On voit donc là, pour ceux qui en savent vraiment quelque chose sur le Maroc, un enchaînement à la suite de poncifs, doublé d’une assurance toute suffisante dans sa capacité à faire, au bout d’un séjour de cinq jours seulement, ce qu’on sait qui aurait demandé des années de travail sur le terrain en France, et encore, indépendamment de ses qualités journalistiques intrinsèques. Mais après tout, nous ne sommes qu’un autre pays arabe comme le Yémen, Oman et l’Irak, où M. Müller semble avoir travaillé auparavant, n’est-ce pas? En lui-même, le fait que, pour sa part, Mme Di Campo ait pris le porte-parole du gouvernement, Mustapha Baitas, pour le chef de l’Exécutif après qu’il a légitimé leur expulsion en dit sans doute suffisamment long sur les individus en qui nous sommes en présence et sur les “informations exclusives” dont ils seraient entrés en possession, sans compter l’importance qu’ils cherchent, de toute évidence, à se donner par tous les moyens...

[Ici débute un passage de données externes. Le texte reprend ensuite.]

//! Scheme polymorphism
//!
//! The engine is generic over a [`Scheme`] marker type. A scheme decides how a
//! plaintext number becomes a message polynomial, how a decryption phase
//! becomes a number again, and which extra operations it supports. RLWE
//! encryption itself is shared (see [`crate::rlwe`]).

mod approximate;
mod exact;

pub use approximate::{Approximate, CkksEncoder};
pub use exact::{BatchEncoder, Exact};
pub use crate::params::SchemeKind;

use crate::context::HeContext;
use crate::error::{EngineError, Result};
use crate::math::RnsPoly;
use crate::params::SchemeParams;
use crate::rlwe::RlweCiphertext;
use std::fmt::Debug;

/// An encryption scheme: encoding rules plus scheme-specific operations.
pub trait Scheme: Copy + Clone + Debug + Default + PartialEq + Send + Sync + 'static {
    const KIND: SchemeKind;

    /// Precomputed encoding state, built once per engine
    type Encoder: Debug + Send + Sync;

    fn default_params() -> SchemeParams;

    fn encoder(ctx: &HeContext) -> Result<Self::Encoder>;

    /// Validate a plaintext value and encode it as a message polynomial over
    /// the full chain. Returns the polynomial and its scale.
    fn encode(encoder: &Self::Encoder, ctx: &HeContext, value: f64) -> Result<(RnsPoly, f64)>;

    /// Recover the plaintext value from a decryption phase.
    fn decode(encoder: &Self::Encoder, phase: &RnsPoly, scale: f64) -> f64;

    /// Multiply by a plaintext scalar. Returns the new ciphertext and scale.
    fn multiply_by_scalar(
        _encoder: &Self::Encoder,
        _ct: &RlweCiphertext,
        _scale: f64,
        _scalar: f64,
    ) -> Result<(RlweCiphertext, f64)> {
        Err(EngineError::UnsupportedForScheme(format!(
            "scalar multiplication is not available for the {} scheme",
            Self::KIND
        )))
    }
}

Au risque de paraître contradictoire puisque c’est à leur affaire que Maroc Hebdo consacre son éditorial de la semaine, M. Müller et Mme Di Campo ne sont, en réalité, aucunement intéressants, de même que les propos qu’ils pourront sans doute tenir aux micros de certains de leurs confrères qui auront rapidement fait d’en faire des héros. Tout au plus leurs excentricités, évidentes à tout expert qui se respecte, serviront-elles à amuser la galerie. Mais ils sont, en revanche, emblématiques des rapports que peuvent entretenir certains étrangers notamment français, mais pas seulement, avec le Maroc en particulier: fantasmés et emprunts d’un certain sentiment faussement prométhéen de vouloir amener les Marocains à la prétendue lumière de “la liberté guidant le peuple”, pour reprendre le nom du célèbre tableau d’Eugène Delacroix, peintre qui a d’ailleurs bien connu le Royaume et, soit dit en passant, joué un grand rôle dans la consolidation des clichés à son propos dans l’imaginaire européen à travers ses œuvres orientalistes. C’est, pour renvoyer à une autre figure occidentale, Lawrence d’Arabie qui, après qu’ils eurent été des siècles durant plongé dans une lourde torpeur, doit venir pour sonner la révolte des Arabes et remettre à ces derniers leur destin en main propre. Quand on connaît l’attachement du Marocain à son indépendance et à ne pas se faire dicter sa conduite par autrui, -“Le Marocain est impulsif, d’un amour propre chatouilleux, vaniteux et susceptible”, disait, en son temps, le marocaniste Louis Brunot-, on peut, cela dit, comprendre les réactions au vitriol et les critiques acerbes suscitées par l’entreprise de M. Müller et Mme Di Campo, loin d’avoir constitué une opération concertée menée par un quelconque État profond marocain comme ils le croient peut-être sincèrement.

Au final, il faudrait peut-être en revenir à la suggestion implicite de Hassan II d’envoyer certains “sur les bancs d’une école marocaine”. Et encore, nombreux sont ceux qui, visiblement, devraient se retrouver à redoubler.